Achievement Breakdown and Hidden Triggers
Completing all Hanus Adventure pages awards a multi-step achievement chain tied to Penacony exploration. The visible achievement only appears once all Parts 1, 2, and 3 pages are registered simultaneously, not individually.
There is also a hidden sub-achievement tied to discovering every page without forcing a reload or leaving the zone mid-collection. You don’t need to do this perfectly, but players who followed the on-foot transition route often unlock it naturally.
If the achievement doesn’t pop, open the Achievements menu, back out, then interact with a nearby NPC or environmental object. This forces a state refresh without requiring a relog.
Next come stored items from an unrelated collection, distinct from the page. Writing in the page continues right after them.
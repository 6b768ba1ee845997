use std::hash::Hash;
use std::path::{Path, PathBuf};
use std::sync::Arc;

use anyhow::{Context, Result};
use clap::{Parser, Subcommand, ValueEnum};
use indexmap::IndexMap;
use log::info;
use serde::Serialize;
use serde_json::Value;
use url::Url;

use buildlinks::{
    build_url, builder_url, master_url_path_segment, parse_stdio_url, since_string, slave_url,
    stdio_url, step_url, Config, FailureContext, FlakinessAddressing, LinkFormatter,
};

use crate::output;

#[derive(Parser)]
#[command(name = "buildlinks")]
#[command(author, version, about = "Buildbot dashboard link helper", long_about = None)]
pub struct Cli {
    #[command(subcommand)]
    command: Commands,

    /// Config file (defaults to ./buildlinks.{toml,json,yaml,yml})
    #[arg(short, long, global = true, env = "BUILDLINKS_CONFIG")]
    config: Option<PathBuf>,

    /// Print results as JSON
    #[arg(short, long, global = true, default_value_t = false)]
    json: bool,
}

#[derive(Clone, Copy, ValueEnum)]
enum Addressing {
    Master,
    Group,
}

impl From<Addressing> for FlakinessAddressing {
    fn from(value: Addressing) -> Self {
        match value {
            Addressing::Master => FlakinessAddressing::Master,
            Addressing::Group => FlakinessAddressing::Group,
        }
    }
}

#[derive(Subcommand)]
enum Commands {
    /// Link to a single revision
    Change { repo: String, revision: String },

    /// Link to the changelog between two revisions
    Changelog {
        repo: String,
        start: String,
        end: String,
    },

    /// Buildbot links for a builder, build and step
    Build {
        #[arg(short, long)]
        master_url: String,

        #[arg(short, long)]
        builder: String,

        #[arg(short = 'n', long)]
        build_number: Option<u64>,

        #[arg(short, long)]
        slave: Option<String>,

        #[arg(long)]
        step: Option<String>,
    },

    /// Flakiness dashboard link for a failing test
    Flakiness {
        #[arg(short, long)]
        test: Option<String>,

        #[arg(short, long)]
        step: String,

        #[arg(short, long)]
        master_url: String,

        #[arg(short, long, value_enum)]
        addressing: Option<Addressing>,
    },

    /// Path segment, label and group of a master URL
    Master { master_url: String },

    /// Decode a step stdio log URL
    ParseLog { url: String },

    /// Revisions of tracked repositories in a buildbot build JSON file
    Revisions { build_json: PathBuf },

    /// Humanized age of a buildbot timestamp
    Since { epoch_seconds: f64 },

    /// List known repositories
    Repos,

    /// List known masters
    Masters,

    /// Write the effective configuration, including both tables, to a file
    InitConfig { path: PathBuf },
}

impl Cli {
    fn formatter(&self, addressing: Option<Addressing>) -> Result<LinkFormatter> {
        let config = Config::load(self.config.as_deref())?;
        let registry = config.registry()?;

        let mut options = config.formatter;
        if let Some(addressing) = addressing {
            options.flakiness_addressing = addressing.into();
        }

        Ok(LinkFormatter::new(Arc::new(registry), options))
    }

    fn emit<K>(&self, links: Vec<(K, String)>) -> Result<()>
    where
        K: AsRef<str> + Serialize + Hash + Eq,
    {
        if self.json {
            let map: IndexMap<K, String> = links.into_iter().collect();
            println!("{}", serde_json::to_string_pretty(&map)?);
        } else {
            output::print_links(&links);
        }
        Ok(())
    }

    fn execute_build(
        &self,
        master_url: &str,
        builder: &str,
        build_number: Option<u64>,
        slave: Option<&str>,
        step: Option<&str>,
    ) -> Result<()> {
        validate_master_url(master_url)?;

        let failure = FailureContext {
            master_url: master_url.trim_end_matches('/').to_string(),
            builder_name: builder.to_string(),
            slave_name: slave.unwrap_or_default().to_string(),
            step_name: step.unwrap_or_default().to_string(),
        };

        let mut links = vec![("builder", builder_url(&failure))];
        if slave.is_some() {
            links.push(("slave", slave_url(&failure)));
        }
        if let Some(number) = build_number {
            links.push(("build", build_url(&failure, number)));
            if step.is_some() {
                links.push(("step", step_url(&failure, number)));
                links.push(("stdio", stdio_url(&failure, number)));
            }
        }

        self.emit(links)
    }

    fn execute_master(&self, master_url: &str) -> Result<()> {
        validate_master_url(master_url)?;
        let formatter = self.formatter(None)?;

        let mut links = vec![
            ("segment", master_url_path_segment(master_url).to_string()),
            (
                "label",
                formatter
                    .master_display_name(Some(master_url))
                    .unwrap_or_default(),
            ),
        ];
        if let Some(group) = formatter.group_for_master(master_url) {
            links.push(("group", group.to_string()));
        }

        self.emit(links)
    }

    fn execute_revisions(&self, build_json: &Path) -> Result<()> {
        let contents = std::fs::read_to_string(build_json)
            .with_context(|| format!("Failed to read build file: {}", build_json.display()))?;
        let build: Value = serde_json::from_str(&contents)
            .with_context(|| format!("Failed to parse build JSON: {}", build_json.display()))?;

        let properties = build
            .get("properties")
            .and_then(Value::as_array)
            .map(Vec::as_slice)
            .unwrap_or_default();

        let formatter = self.formatter(None)?;
        let links: Vec<(String, String)> = formatter
            .registry()
            .revisions_from_properties(properties)
            .into_iter()
            .filter_map(|(repo, revision)| {
                let revision = revision?;
                let url = formatter.change_url(&repo, &revision).ok()?;
                Some((repo, format!("{revision} {url}")))
            })
            .collect();

        self.emit(links)
    }

    pub fn execute(&self) -> Result<()> {
        match &self.command {
            Commands::Change { repo, revision } => {
                let url = self.formatter(None)?.change_url(repo, revision)?;
                self.emit(vec![("change", url)])
            }
            Commands::Changelog { repo, start, end } => {
                let url = self.formatter(None)?.changelog_url(repo, start, end)?;
                self.emit(vec![("log", url)])
            }
            Commands::Build {
                master_url,
                builder,
                build_number,
                slave,
                step,
            } => self.execute_build(
                master_url,
                builder,
                *build_number,
                slave.as_deref(),
                step.as_deref(),
            ),
            Commands::Flakiness {
                test,
                step,
                master_url,
                addressing,
            } => {
                validate_master_url(master_url)?;
                let url = self.formatter(*addressing)?.flakiness_dashboard_url(
                    test.as_deref(),
                    step,
                    master_url,
                );
                if url.is_empty() {
                    info!("No flakiness dashboard for step '{step}'");
                }
                self.emit(vec![("flakiness", url)])
            }
            Commands::Master { master_url } => self.execute_master(master_url),
            Commands::ParseLog { url } => {
                let location = parse_stdio_url(url)
                    .with_context(|| format!("Not a step stdio URL: {url}"))?;
                self.emit(vec![
                    ("master", location.master_url),
                    ("builder", location.builder_name),
                    ("build", location.build_number),
                    ("step", location.step_name),
                ])
            }
            Commands::Revisions { build_json } => self.execute_revisions(build_json),
            Commands::Since { epoch_seconds } => {
                self.emit(vec![("since", since_string(*epoch_seconds))])
            }
            Commands::Repos => {
                let formatter = self.formatter(None)?;
                if self.json {
                    let repos: Vec<_> = formatter.registry().repositories().collect();
                    println!("{}", serde_json::to_string_pretty(&repos)?);
                } else {
                    println!("{}", output::repositories_table(formatter.registry()));
                }
                Ok(())
            }
            Commands::InitConfig { path } => {
                let config = Config::load(self.config.as_deref())?;
                config.effective()?.save(path)?;
                info!("Configuration written to: {}", path.display());
                Ok(())
            }
            Commands::Masters => {
                let formatter = self.formatter(None)?;
                if self.json {
                    let masters: Vec<_> = formatter.registry().masters().collect();
                    println!("{}", serde_json::to_string_pretty(&masters)?);
                } else {
                    println!("{}", output::masters_table(formatter.registry()));
                }
                Ok(())
            }
        }
    }
}

fn validate_master_url(master_url: &str) -> Result<()> {
    Url::parse(master_url).with_context(|| format!("Invalid master URL: {master_url}"))?;
    Ok(())
}
/// Placeholder token used by repository URL templates.
pub const PLACEHOLDER: &str = "%s";

/// Counts the placeholders in a template.
pub fn placeholder_count(template: &str) -> usize {
    template.matches(PLACEHOLDER).count()
}

/// Fills placeholders left to right with `values`.
///
/// Substitution is positional: the first `%s` receives `values[0]`, the
/// second `values[1]`, and so on. Values are inserted verbatim, so a value
/// that itself contains `%s` is never re-scanned. Placeholders beyond the
/// supplied values are left untouched; surplus values are ignored.
pub fn fill(template: &str, values: &[&str]) -> String {
    let capacity = template.len() + values.iter().map(|v| v.len()).sum::<usize>();
    let mut out = String::with_capacity(capacity);
    let mut rest = template;

    for value in values {
        let Some((head, tail)) = rest.split_once(PLACEHOLDER) else {
            break;
        };
        out.push_str(head);
        out.push_str(value);
        rest = tail;
    }

    out.push_str(rest);
    out
}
Stellar Jade, Credits, and Exploration Rewards
The direct rewards are modest but meaningful for completionists. You’ll receive Stellar Jade, Credits, and a small bundle of upgrade materials tied to Penacony’s reward pool.
More importantly, these rewards are flagged as exploration completion, meaning they contribute to your overall zone progress rather than acting as standalone loot. This matters for players tracking long-term Jade income across patches.
Nothing here is RNG-based. If you didn’t receive the rewards, the issue is registration, not luck.
What Actually Unlocks After Completion
Finishing Hanus Adventure pages unlocks additional Penacony ambient interactions. Certain NPC dialogue lines only appear after completion, and a handful of environmental prompts in Dream’s Edge become interactable afterward.
This also clears a soft requirement for later Penacony side content. While not labeled as mandatory, several future events and side quests assume Hanus Adventure is finished and will reference it directly.
If you’re chasing 100 percent zone completion, this activity is non-negotiable.
Why This Matters for Completionists
Hanus Adventure is a test of how well you understand Honkai: Star Rail’s exploration logic. The game tracks movement, zone transitions, and collection order more aggressively here than almost anywhere else in Penacony.
By completing it cleanly, you avoid future backtracking when new content drops that checks old flags retroactively. Veteran players know this is where HoYoverse loves to hide prerequisites.
Think of this less as a scavenger hunt and more as a systems check for your exploration habits.
Final Tip Before Moving On
Before leaving Penacony for your next objective, take one last slow walk through Dream’s Edge and Golden Hour. If anything new sparkles, talks, or reacts, that’s the game acknowledging full completion.
Hanus Adventure is frustrating when rushed, but deeply satisfying when done right. With it cleared, you’re free to focus on combat builds, DPS optimization, and future content without worrying about missing a buried exploration flag.